The preliminary consultation period on the conceptual framework of the International Accounting Standards Board (IASB) closed 14 January, with some of the respondents suggesting that a number of concepts, such as prudence or accountability, should be explained in more detail.
The IASB published on 18 July 2013 a Discussion Paper (DP) intended to revise its conceptual framework, a tool that sets the foundations or concepts used for the preparation of financial statements.
According to the IASB the DP is the first step in the revision process of the conceptual framework and in light of the participants’ comments it will develop and launch an Exposure Draft for comment on the same subject.
More than 30 respondents from around the world provided feedback on the DP, including the Association of Chartered Certified Accountants (ACCA), the UK Financial Reporting Council (FRC) and the Institute of Chartered Accountants in England and Wales (ICAEW), which all of them voiced certain concerns when submitting their responses last week.
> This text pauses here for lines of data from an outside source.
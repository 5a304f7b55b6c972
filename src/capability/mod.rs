//! Contracts for the external language-understanding service.
//!
//! The session reaches the service only through three async traits:
//! [`RelevanceOracle`], [`DocumentSelector`] and [`AnswerGenerator`]. These
//! calls are the only suspension points in a question's lifecycle, and all
//! three go through [`with_timeout`] with the same limit.

pub mod generator;
pub mod relevance;
pub mod selector;

use std::future::Future;
use std::time::Duration;

use thiserror::Error;

pub use generator::{Answer, AnswerGenerator, FragmentStream, GenerationRequest};
pub use relevance::{parse_relevance, RelevanceOracle, RelevanceRequest, RelevanceSignal};
pub use selector::{parse_document_ids, DocumentSelector, SelectionRequest};

/// Errors raised at the capability boundary.
#[derive(Debug, Error)]
pub enum CapabilityError {
    /// The service could not be reached or failed mid-call.
    #[error("transport failure: {0}")]
    Transport(#[source] Box<dyn std::error::Error + Send + Sync>),

    /// The call did not finish within the configured limit.
    #[error("timed out after {0:?}")]
    Timeout(Duration),

    /// The service answered, but not with anything usable.
    #[error("unusable response: {0}")]
    InvalidResponse(String),
}

impl CapabilityError {
    pub fn transport(err: impl Into<Box<dyn std::error::Error + Send + Sync>>) -> Self {
        Self::Transport(err.into())
    }

    pub fn invalid_response(detail: impl Into<String>) -> Self {
        Self::InvalidResponse(detail.into())
    }
}

/// Runs a capability call under an optional deadline.
pub async fn with_timeout<T, F>(limit: Option<Duration>, call: F) -> Result<T, CapabilityError>
where
    F: Future<Output = Result<T, CapabilityError>>,
{
    match limit {
        Some(limit) => tokio::time::timeout(limit, call)
            .await
            .map_err(|_| CapabilityError::Timeout(limit))?,
        None => call.await,
    }
}
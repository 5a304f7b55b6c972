use std::collections::BTreeMap;

use crate::corpus::CorpusError;
use crate::document::{Document, DocumentId, DocumentKind};

/// Immutable mapping from identity to document, plus per-kind sorted keys.
///
/// Built once at startup; there are no mutating methods.
#[derive(Debug)]
pub struct CorpusIndex {
    documents: BTreeMap<DocumentId, Document>,
    transcripts: Vec<DocumentId>,
    bills: Vec<DocumentId>,
}

impl CorpusIndex {
    pub fn build(documents: Vec<Document>) -> Result<Self, CorpusError> {
        let mut by_id = BTreeMap::new();
        for doc in documents {
            if by_id.contains_key(&doc.id) {
                return Err(CorpusError::DuplicateDocument(doc.id));
            }
            by_id.insert(doc.id.clone(), doc);
        }

        // BTreeMap iteration is already ascending by identity
        let (transcripts, bills): (Vec<DocumentId>, Vec<DocumentId>) = by_id
            .keys()
            .cloned()
            .partition(|id| id.kind() == DocumentKind::Transcript);

        Ok(Self {
            documents: by_id,
            transcripts,
            bills,
        })
    }

    pub fn lookup(&self, id: &DocumentId) -> Option<&Document> {
        self.documents.get(id)
    }

    pub fn contains(&self, id: &DocumentId) -> bool {
        self.documents.contains_key(id)
    }

    /// Identities of one kind: transcripts ascending by date, bills ascending by number.
    pub fn list_sorted(&self, kind: DocumentKind) -> &[DocumentId] {
        match kind {
            DocumentKind::Transcript => &self.transcripts,
            DocumentKind::Bill => &self.bills,
        }
    }

    /// First and last identity of a kind, if any exist.
    pub fn range(&self, kind: DocumentKind) -> Option<(&DocumentId, &DocumentId)> {
        let ids = self.list_sorted(kind);
        Some((ids.first()?, ids.last()?))
    }

    /// The `n` highest-keyed identities of a kind, still in ascending order.
    pub fn most_recent(&self, kind: DocumentKind, n: usize) -> &[DocumentId] {
        let ids = self.list_sorted(kind);
        &ids[ids.len().saturating_sub(n)..]
    }

    pub fn iter(&self) -> impl Iterator<Item = &Document> {
        self.documents.values()
    }

    pub fn len(&self) -> usize {
        self.documents.len()
    }

    pub fn is_empty(&self) -> bool {
        self.documents.is_empty()
    }
}
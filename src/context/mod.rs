pub mod clock;
pub mod reply;
pub mod session;
pub mod state;
pub mod stats;

pub use clock::{Clock, ManualClock, SystemClock};
pub use reply::{Answered, Reply, StreamingReply};
pub use session::{Capabilities, ContextSession, SessionError, USER_FAILURE_MESSAGE};
pub use state::{ContextState, ReloadReason, Routing, WorkingSet};
pub use stats::SessionStats;
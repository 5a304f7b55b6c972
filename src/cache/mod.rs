pub mod assemble;
pub mod handle;
pub mod summaries;

pub use assemble::{assemble_context, render_document};
pub use handle::ContentCacheHandle;
pub use summaries::SummaryIndex;
pub mod conversation;
pub mod identifiers;

pub use conversation::{ConversationHistory, Turn};
pub use identifiers::{DocumentId, DocumentIdError, DocumentKind, DocumentVersion};
use std::sync::Arc;

use thiserror::Error;
use tracing::{debug, info, warn};

use crate::cache::{assemble_context, ContentCacheHandle};
use crate::capability::{
    with_timeout, Answer, AnswerGenerator, CapabilityError, DocumentSelector, GenerationRequest,
    RelevanceOracle, RelevanceRequest, RelevanceSignal, SelectionRequest,
};
use crate::config::{ConfigError, ExpiryPolicy, SessionConfig};
use crate::context::clock::{Clock, SystemClock};
use crate::context::reply::{Answered, Reply, StreamingReply};
use crate::context::state::{ContextState, ReloadReason, Routing, WorkingSet};
use crate::context::stats::SessionStats;
use crate::corpus::Corpus;
use crate::document::{Document, DocumentId, DocumentKind};
use crate::selection::apply_document_cap;
use crate::types::{ConversationHistory, Turn};

pub const USER_FAILURE_MESSAGE: &str =
    "Sorry, I couldn't answer that. Please try rephrasing your question.";

#[derive(Debug, Error)]
pub enum SessionError {
    #[error("Question is empty")]
    EmptyQuestion,
    #[error("Relevance check failed: {0}")]
    Relevance(#[source] CapabilityError),
    #[error("Document selection failed: {0}")]
    Selection(#[source] CapabilityError),
    #[error("Answer generation failed: {0}")]
    Generation(#[source] CapabilityError),
}

impl SessionError {
    /// What the end user sees; cache internals stay in the logs.
    pub fn user_message(&self) -> &'static str {
        USER_FAILURE_MESSAGE
    }
}

/// The three external capabilities a session talks to.
#[derive(Clone)]
pub struct Capabilities {
    pub oracle: Arc<dyn RelevanceOracle>,
    pub selector: Arc<dyn DocumentSelector>,
    pub generator: Arc<dyn AnswerGenerator>,
}

enum Relevance {
    NoContext,
    Oracle(RelevanceSignal),
    Fallback,
}

/// One conversation over a shared corpus.
///
/// Owns the working set and the bounded history. Questions are handled one
/// at a time through `&mut self`; the corpus and summary index are shared
/// read-only with any other session.
pub struct ContextSession {
    corpus: Arc<Corpus>,
    capabilities: Capabilities,
    config: SessionConfig,
    ttl: chrono::Duration,
    clock: Arc<dyn Clock>,
    state: ContextState,
    history: ConversationHistory,
    stats: SessionStats,
    next_generation: u64,
}

impl ContextSession {
    pub fn new(
        corpus: Arc<Corpus>,
        capabilities: Capabilities,
        config: SessionConfig,
    ) -> Result<Self, ConfigError> {
        config.validate()?;
        let ttl = config.cache_ttl_delta()?;
        let history = ConversationHistory::new(config.max_history);

        Ok(Self {
            corpus,
            capabilities,
            config,
            ttl,
            clock: Arc::new(SystemClock),
            state: ContextState::Empty,
            history,
            stats: SessionStats::default(),
            next_generation: 0,
        })
    }

    pub fn with_clock(mut self, clock: Arc<dyn Clock>) -> Self {
        self.clock = clock;
        self
    }

    pub fn state(&self) -> &ContextState {
        &self.state
    }

    pub fn history(&self) -> &ConversationHistory {
        &self.history
    }

    pub fn stats(&self) -> &SessionStats {
        &self.stats
    }

    pub fn config(&self) -> &SessionConfig {
        &self.config
    }

    pub fn corpus(&self) -> &Arc<Corpus> {
        &self.corpus
    }

    /// Asks whether the active documents still answer `question`.
    ///
    /// An empty working set is never relevant and skips the oracle. An
    /// unusable oracle answer reads as [`RelevanceSignal::LoadNewContext`].
    pub async fn check_relevance(&self, question: &str) -> Result<RelevanceSignal, SessionError> {
        Ok(match self.assess(question).await? {
            Relevance::Oracle(signal) => signal,
            Relevance::NoContext | Relevance::Fallback => RelevanceSignal::LoadNewContext,
        })
    }

    async fn assess(&self, question: &str) -> Result<Relevance, SessionError> {
        let ws = match self.state.working_set() {
            Some(ws) if !ws.is_empty() => ws,
            _ => return Ok(Relevance::NoContext),
        };

        let request = RelevanceRequest {
            question,
            history: &self.history,
            active_summaries: self.corpus.summaries.subset(ws.documents()),
        };
        let outcome = with_timeout(
            self.config.capability_timeout,
            self.capabilities.oracle.classify(request),
        )
        .await;

        match outcome {
            Ok(signal) => Ok(Relevance::Oracle(signal)),
            Err(CapabilityError::InvalidResponse(detail)) => {
                warn!(%detail, "unusable relevance answer, reloading");
                Ok(Relevance::Fallback)
            }
            Err(e) => Err(SessionError::Relevance(e)),
        }
    }

    /// Answers one question, reloading the working set first if needed.
    ///
    /// On error the working set is whatever it was before the failing step;
    /// a reload is only committed once fully built.
    pub async fn handle_question(&mut self, question: &str) -> Result<Answered<'_>, SessionError> {
        let question = question.trim();
        if question.is_empty() {
            return Err(SessionError::EmptyQuestion);
        }
        self.stats.questions += 1;

        let (routing, handle) = match self.route(question).await {
            Ok(routed) => routed,
            Err(e) => {
                self.stats.failures += 1;
                warn!(error = %e, "question routing failed");
                return Err(e);
            }
        };
        if self.config.debug {
            info!(?routing, active = ?self.state.active_documents(), stats = ?self.stats, "routed");
        } else {
            debug!(?routing, "routed");
        }

        let request = GenerationRequest {
            question,
            history: &self.history,
            handle: &handle,
            stream: self.config.streaming,
        };
        let generated = with_timeout(
            self.config.capability_timeout,
            self.capabilities.generator.generate(request),
        )
        .await;

        let answer = match generated {
            Ok(answer) => answer,
            Err(e) => {
                self.stats.failures += 1;
                warn!(error = %e, "answer generation failed");
                return Err(SessionError::Generation(e));
            }
        };

        let reply = match answer {
            Answer::Complete(text) => {
                let evicted = self.history.push(Turn::new(question, text.clone()));
                debug!(history = self.history.len(), evicted = evicted.len(), "answer committed");
                Reply::Complete(text)
            }
            Answer::Stream(fragments) => Reply::Streaming(StreamingReply::new(
                question.to_string(),
                fragments,
                &mut self.history,
            )),
        };

        Ok(Answered { routing, reply })
    }

    async fn route(&mut self, question: &str) -> Result<(Routing, ContentCacheHandle), SessionError> {
        let relevance = self.assess(question).await?;
        let now = self.clock.now();

        let reason = match relevance {
            Relevance::NoContext => ReloadReason::EmptyContext,
            Relevance::Fallback => {
                self.stats.relevance_fallbacks += 1;
                ReloadReason::Fallback
            }
            Relevance::Oracle(RelevanceSignal::LoadNewContext) => ReloadReason::Requested,
            Relevance::Oracle(RelevanceSignal::UseCurrentContext) => match self.state.working_set() {
                Some(ws) if !ws.handle().is_expired(now) => {
                    let handle = ws.handle().clone();
                    self.stats.reused += 1;
                    return Ok((
                        Routing::Reused {
                            generation: handle.generation(),
                        },
                        handle,
                    ));
                }
                Some(ws) if self.config.expiry_policy == ExpiryPolicy::Refresh => {
                    let documents = ws.documents().to_vec();
                    self.stats.expired_refreshes += 1;
                    info!(documents = documents.len(), "content cache expired, refreshing same documents");
                    return Ok(self.commit(documents, ReloadReason::Expired));
                }
                _ => ReloadReason::Expired,
            },
        };

        let documents = self.select(question).await?;

        if let (Some(headroom), Some(ws)) = (self.config.reuse_headroom, self.state.working_set()) {
            let now = self.clock.now();
            let handle_live = !ws.handle().is_expired(now);
            if handle_live
                && ws.documents() == documents.as_slice()
                && ws.handle().remaining(now) >= headroom
            {
                let handle = ws.handle().clone();
                self.stats.retained += 1;
                debug!(generation = handle.generation(), "selection matches active set, keeping handle");
                return Ok((
                    Routing::Retained {
                        reason,
                        generation: handle.generation(),
                    },
                    handle,
                ));
            }
        }

        Ok(self.commit(documents, reason))
    }

    /// Runs the selector and returns a sorted, resolvable, capped identity list.
    async fn select(&mut self, question: &str) -> Result<Vec<DocumentId>, SessionError> {
        let corpus = Arc::clone(&self.corpus);
        let cap = self.config.max_context_documents;

        let request = SelectionRequest {
            question,
            summaries: &corpus.summaries,
            transcript_range: corpus.index.range(DocumentKind::Transcript),
            bill_range: corpus.index.range(DocumentKind::Bill),
            max_documents: cap,
        };
        let candidates = with_timeout(
            self.config.capability_timeout,
            self.capabilities.selector.select(request),
        )
        .await
        .map_err(SessionError::Selection)?;

        let returned = candidates.len();
        let capped = apply_document_cap(candidates, &corpus.index, cap);

        if !capped.unknown.is_empty() {
            warn!(unknown = ?capped.unknown, "selector returned unknown documents, dropping them");
        }
        if !capped.excluded_by_cap.is_empty() {
            warn!(
                returned,
                cap,
                excluded = ?capped.excluded_by_cap,
                "selector exceeded the document cap, truncating"
            );
        }
        self.stats.unknown_ids_dropped += capped.unknown.len() as u64;
        self.stats.duplicate_ids_dropped += capped.duplicates as u64;
        self.stats.excess_ids_truncated += capped.excluded_by_cap.len() as u64;

        let mut documents: Vec<DocumentId> =
            capped.selected.iter().map(|doc| doc.id.clone()).collect();

        if documents.is_empty() && self.config.fallback_recent_transcripts > 0 {
            let n = self.config.fallback_recent_transcripts.min(cap);
            documents = corpus
                .index
                .most_recent(DocumentKind::Transcript, n)
                .to_vec();
            info!(count = documents.len(), "no usable selection, falling back to recent transcripts");
        }
        if documents.is_empty() {
            self.stats.empty_selections += 1;
            warn!("no usable documents selected, continuing with an empty working set");
        }

        documents.sort();
        Ok(documents)
    }

    /// Builds a new working set and swaps it in whole.
    fn commit(&mut self, documents: Vec<DocumentId>, reason: ReloadReason) -> (Routing, ContentCacheHandle) {
        let corpus = Arc::clone(&self.corpus);
        let resolved: Vec<&Document> = documents
            .iter()
            .filter_map(|id| corpus.index.lookup(id))
            .collect();
        let context = assemble_context(resolved);

        let generation = self.next_generation;
        let handle = ContentCacheHandle::new(generation, context, self.clock.now(), self.ttl);

        self.next_generation += 1;
        self.stats.reloads += 1;
        self.stats.handles_created += 1;
        info!(
            generation,
            ?reason,
            documents = ?documents,
            expires_at = %handle.expires_at(),
            "content cache rebuilt"
        );

        self.state = ContextState::Loaded(WorkingSet::new(documents.clone(), handle.clone()));
        (
            Routing::Reloaded {
                reason,
                generation,
                documents,
            },
            handle,
        )
    }

    /// Ends the session, dropping the working set.
    pub fn close(self) -> SessionStats {
        info!(stats = ?self.stats, "session closed");
        self.stats
    }
}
Missing conceptsACCA said some important areas were missing from the conceptual framework, in particular the concepts of prudence and accountability, which need to be addressed and explained.
"While accountability is referred to in the framework and prudence is built into the existing IFRS in a number of ways, both need to be given more importance in the framework," ACCA head of corporate reporting Richard Martin said.
Although not covered by the existing conceptual framework, other comprehensive income (OCI) is another critical area for ACCA, as well as the definition of year profit, which both need more developed definitions and principles.
"Important aspects of setting accounting standards are missing. We also need a more coherent definition of liabilities that brings together the approach to conditional liabilities, constructive liabilities and the implications of economic compulsion," Martin said.
For ICAEW, the IASB should explain the objectives underlying the reporting of profit or loss in its conceptual framework.
"One of the most widely used numbers in financial reporting is the profit or loss – or earnings – for the period. But various items are excluded from profit or loss and recognised instead in OCI. At the moment there is no clear and consistent basis for this," ICAEW head of financial reporting faculty Nigel Sleigh-Johnson said.
Prudence Both, ICAEW and the FRC, also said the conceptual framework should explain the concept of prudence. In particular the FRC said that three fundamental concepts -prudence, stewardship and reliability, should be "reintroduced" to framework.
"In 2010, the IASB made some changes that downplayed the ideas of prudence, stewardship/accountability and reliability. We are pleased that the IASB has said that it will reconsider this in the light of work on the rest of the conceptual framework," FRC board member and accounting council chairman Roger Marshall said.
In July 2013, commenting on the publication of the DP, ICAEW’s Sleigh-Johnson said that it was disappointing to see that while the paper discussed the 2010 exclusion of prudence from the conceptual framework, it did not suggest reinstating it.
"Whether or not this should happen will, I’m sure, prove a key part of the forthcoming debate," he anticipated.
FRC codes and standards executive director Melanie McLaren said the IASB’s DP also made a number of "thoughtful suggestions". She said that the FRC particularly welcomed the recognition that financial reporting should not be based entirely on market values.
McLaren added that FRC’s response also recommend that financial statements should show the performance of an entity’s business model.
"It is all too often said that directors cannot recognise their business from their financial statements. Accounting standards should allow an appreciation of the results of the business model," McLaren said
RevisionAlthough interconnected with the existing IASB’s standard-setting agenda, the revision of its conceptual framework do not necessary involves changes to IFRSs.
According to the IASB the conceptual framework neither is an IFRS nor overrides IFRS requirements, as changes to current IFRSs need to follow the established procedure for that matter.
As IASB chairman Hans Hoogervorst said when the DP was published, it "gives people the opportunity to help us to shape the future of financial reporting by discussing the concepts that drive our work".
ICAEW said the conceptual framework assists the IASB in developing standards and called for more frequent revisions, as this one is the first since it was published in 1989.
"Once every quarter of a century is not often enough. Changes may not always be substantial, but the framework has to evolve with developments in business, markets, technology, the regulatory framework and accounting thought," Sleigh-Johnson said.